須田国太郎 《下田》

15_suda_m

須田国太郎
下田
1956(昭和31)年頃 コンテ・紙 27.0×36.5cm

1954(昭和29)年6月、伊豆風景を描くために招かれた須田国太郎は、一週間の写生旅行をしました。韮山、古奈、下田、石廊崎、松崎、三島などに立ち寄り、各所でスケッチをしながら伊豆を廻ったようです。日記には、「バスで下田へ向かう 割合平凡 天城山横断は流石によし 市中あるく なまこ壁眼につく ここでかくつもりにする」と記されています。

また、数年後には下田港から武山(寝姿山)を望むスケッチ《下田》を描いています。前景に堤防が見え、なまこ壁が並ぶ街の手前には多くの船がひしめいており、当時造船業で栄えた下田の賑わいが垣間見えます。ここでは手前にみえる船よりも、遠景にある2階建てのなまこ壁の倉庫をつぶさに描いており、旅行中須田がよく眼についたというなまこ壁への関心があらわれています。

岸田劉生 《麗子微笑像》

16岸田劉生-麗子微笑像-1921m

岸田劉生
麗子微笑像
1921(大正10)年 水彩・紙 41.8×34.0cm

赤と黄色が鮮やかな絞りの着物を着た劉生の娘・麗子が描かれています。頭には中国のかんざしをつけて、神秘的な笑みを湛えるようすには、どこか不思議な異国情緒が感じられます。

劉生は日記に「今日は麗子が早びけで早く帰つたので、(中略)、その上又麗子の例のメリンスの赤と黄のシボリの美しいきものを着せて頭に先日の支那のかんざしをつけて、笑つてゐる半身像をはじめて、筆をおく」(1921年9月30日)と記しています。メリンスとはメリノ羊の毛で作った布で、細かな染付ができる数少ない毛織物として重宝されていました。劉生はこの着物を着た麗子をしばしば描きましたが、本作では絞り染め特有の布にできる凹凸を水彩画で表現するため、色の濃淡に注意を払っているようすがうかがえます。

【没後90年記念 岸田劉生展】に出品
東京ステーションギャラリーの『没後90年記念 岸田劉生展』(8/31~10/20)に出品しました。
http://www.ejrcf.or.jp/gallery/exhibition/201908_kishida.html

 

岸田劉生 《静物》

17_kishida_m

岸田劉生
静物
1921(大正10)年 油彩・カンヴァス 38.0×45.5cm

机の上に4つの果物と一つの器が置かれています。
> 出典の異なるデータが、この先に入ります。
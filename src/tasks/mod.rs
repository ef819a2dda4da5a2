//! Task records and their persistence.
//!
//! This module provides:
//! - The [`Task`] record and its lenient JSON form
//! - [`TaskStore`], an ordered in-memory collection mirrored to storage
//! - [`KeyValueStore`] backends (`SQLite` on disk, in-memory for tests)
//!
//! # Example
//!
//! ```no_run
//! use deadlines::logging::EventLog;
//! use deadlines::tasks::{SqliteKeyValueStore, TaskStore};
//!
//! let backend = SqliteKeyValueStore::new("/tmp/tasks.sqlite3", 5 * 1024 * 1024).unwrap();
//! let store = TaskStore::load(backend, &mut EventLog::disabled());
//! for task in store.tasks() {
//!     println!("{} {}", task.deadline_text(), task.title);
//! }
//! ```

pub mod id;
pub mod kv;
pub mod models;
pub mod store;

pub use kv::{KeyValueStore, MemoryKeyValueStore, SqliteKeyValueStore};
pub use models::{DeadlineType, Task, NO_DEADLINE_TEXT};
pub use store::{sort_tasks, TaskPatch, TaskStore, STORAGE_KEY};
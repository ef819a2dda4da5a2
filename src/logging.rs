//! Event logging.
//!
//! When `debug_logging` is enabled in the config, every notable event is
//! appended as a JSONL line to `<data dir>/events.jsonl`. Warnings are kept in
//! memory as well so the front end can show them.
//!
//! Errors are silently ignored. Logging must never fail a user action.

use crate::paths;
use serde_json::Value;
use std::fs::OpenOptions;
use std::io::Write;
use std::path::PathBuf;

/// Severity of a logged event.
#[derive(Debug, Clone, Copy, PartialEq, Eq)]
pub enum Level {
    /// Routine state changes.
    Info,
    /// Recoverable problems (corrupt data reset, orphaned blobs).
    Warn,
}

impl Level {
    const fn as_str(self) -> &'static str {
        match self {
            Self::Info => "info",
            Self::Warn => "warn",
        }
    }
}

/// Append-only event log.
#[derive(Debug, Clone, Default)]
pub struct EventLog {
    /// Log file, `None` when file logging is disabled.
    path: Option<PathBuf>,
    /// Warning messages collected since the last `take_warnings`.
    warnings: Vec<String>,
}

impl EventLog {
    /// An event log that only collects warnings in memory.
    #[must_use]
    pub fn disabled() -> Self {
        Self::default()
    }

    /// An event log writing to `events.jsonl` inside `data_dir`.
    #[must_use]
    pub fn in_data_dir(data_dir: &std::path::Path) -> Self {
        Self { path: Some(paths::event_log_path(data_dir)), warnings: Vec::new() }
    }

    /// Record a routine event.
    pub fn info(&mut self, event: &str, fields: Value) {
        self.write(Level::Info, event, &fields);
    }

    /// Record a warning; the message is also kept for the caller to display.
    pub fn warn(&mut self, event: &str, message: impl Into<String>, fields: Value) {
        let message = message.into();
        let mut fields = fields;
        if let Value::Object(ref mut map) = fields {
            map.insert("message".to_string(), Value::String(message.clone()));
        }
        self.write(Level::Warn, event, &fields);
        self.warnings.push(message);
    }

    /// Drain warnings collected so far.
    pub fn take_warnings(&mut self) -> Vec<String> {
        std::mem::take(&mut self.warnings)
    }

    fn write(&self, level: Level, event: &str, fields: &Value) {
        let Some(path) = &self.path else {
            return;
        };

        if let Some(parent) = path.parent() {
            if std::fs::create_dir_all(parent).is_err() {
                return;
            }
        }

        let entry = serde_json::json!({
            "timestamp": chrono::Utc::now().to_rfc3339(),
            "level": level.as_str(),
            "event": event,
            "fields": fields,
        });

        let Ok(mut file) = OpenOptions::new().create(true).append(true).open(path) else {
            return;
        };

        let _ = writeln!(file, "{entry}");
    }
}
それらのモティーフはまるで人物が佇むかのように不思議な存在感を漂わせています。劉生自らのある静物画について次のような詩を残しています。「君は其處に丁度人のない海岸の砂原に/生れて間もない赤子が二人、默つて靜かに遊んでゐる姿を思はないか/その靜かさ美しさを思はないか/この二つの赤子の運命を思はないか」。一見、机の上に無造作に並べられた本作のモティーフにも、劉生が見出した「実在の神秘」が隠されているかのようです。

牛島憲之 《雨明かる》

18_ushijima_m

牛島憲之
雨明かる
1982(昭和57)年 油彩・カンヴァス 45.5×91.0cm

伊豆・下田は牛島がよく訪れた土地の一つです。この作品は下田の白浜にある板戸港での写生をもとに制作されました。水平線が曖昧な画面には淡い光があふれ、穏やかな自然とそこに生きる人間の営みが、温和な色彩で描かれています。日が差し込む雨上がりの海にはゆったりと小船が浮かび、堤防や岩肌は静かに輝きを放ちます。画面中央の堤防には、釣人たちが座って海面に糸を垂らしています。その中に一人だけ、海を眺めるような人物が佇んでいます。牛島はたびたび作品に一種の自画像ともいえる点景人物を描き込みました。ここでも自身を投影しているのでしょうか。この人物の存在は幻想的な自然描写と相まって、見るものを牛島独自の絵画世界へとひきこむかのようです。

牛島の作品はじっくりと取り組んだ写生をもとに、アトリエで時間をかけて再構築されたといいます。そうして生み出された独自の形態と、丹念に塗り込めた淡い色彩からは、静謐な趣が漂います。本作でも、やわらかい光に包まれた港の光景が、簡略化された形態描写によって詩情豊かにあらわされています。